**Instructions to follow:** Reproduce every entry exactly.

====

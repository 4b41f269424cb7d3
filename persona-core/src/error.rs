//! Error types for the persona core library.

use thiserror::Error;

/// Top-level error type for all persona-core operations.
///
/// The state resolvers themselves are total; only invariant-enforcing
/// constructors, configuration loading and persistence can fail.
#[derive(Error, Debug)]
pub enum PersonaError {
    /// A keyword-strategy world-book entry was created without any usable key.
    #[error("Keyword entry has no keys: {content_preview}")]
    EmptyKeywordEntry {
        /// First characters of the entry content, for locating it.
        content_preview: String,
    },

    /// A message was appended with a timestamp older than the newest one.
    #[error("Message out of order: {timestamp} is earlier than last message at {last}")]
    OutOfOrderMessage {
        /// Timestamp of the rejected message (RFC 3339).
        timestamp: String,
        /// Timestamp of the newest message already in history (RFC 3339).
        last: String,
    },

    /// A character with the given ID was not found.
    #[error("Character not found: {0}")]
    CharacterNotFound(crate::CharacterId),

    /// A knowledge base with the given ID was not found.
    #[error("Knowledge base not found: {0}")]
    KnowledgeBaseNotFound(crate::KnowledgeBaseId),

    /// Serialization or deserialization failure.
    #[error("Serialization error: {0}")]
    Serialization(String),

    /// SQLite persistence error.
    #[error("Database error: {0}")]
    Database(#[from] rusqlite::Error),

    /// Configuration error.
    #[error("Configuration error: {0}")]
    Config(String),

    /// Generic I/O error.
    #[error("I/O error: {0}")]
    Io(#[from] std::io::Error),
}

/// Convenience Result type alias.
pub type Result<T> = std::result::Result<T, PersonaError>;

====

**Worked solution:**
repository 4b41f269424cb7d3
filename persona-core/src/error.rs
//! Error types for the persona core library.

use thiserror::Error;

/// Top-level error type for all persona-core operations.
///
/// The state resolvers themselves are total; only invariant-enforcing
/// constructors, configuration loading and persistence can fail.
#[derive(Error, Debug)]
pub enum PersonaError {
    /// A keyword-strategy world-book entry was created without any usable key.
    #[error("Keyword entry has no keys: {content_preview}")]
    EmptyKeywordEntry {
        /// First characters of the entry content, for locating it.
        content_preview: String,
    },

    /// A message was appended with a timestamp older than the newest one.
    #[error("Message out of order: {timestamp} is earlier than last message at {last}")]
    OutOfOrderMessage {
        /// Timestamp of the rejected message (RFC 3339).
        timestamp: String,
        /// Timestamp of the newest message already in history (RFC 3339).
        last: String,
    },

    /// A character with the given ID was not found.
    #[error("Character not found: {0}")]
    CharacterNotFound(crate::CharacterId),

    /// A knowledge base with the given ID was not found.
    #[error("Knowledge base not found: {0}")]
    KnowledgeBaseNotFound(crate::KnowledgeBaseId),

    /// Serialization or deserialization failure.
    #[error("Serialization error: {0}")]
    Serialization(String),

    /// SQLite persistence error.
    #[error("Database error: {0}")]
    Database(#[from] rusqlite::Error),

    /// Configuration error.
    #[error("Configuration error: {0}")]
    Config(String),

    /// Generic I/O error.
    #[error("I/O error: {0}")]
    Io(#[from] std::io::Error),
}

/// Convenience Result type alias.
pub type Result<T> = std::result::Result<T, PersonaError>;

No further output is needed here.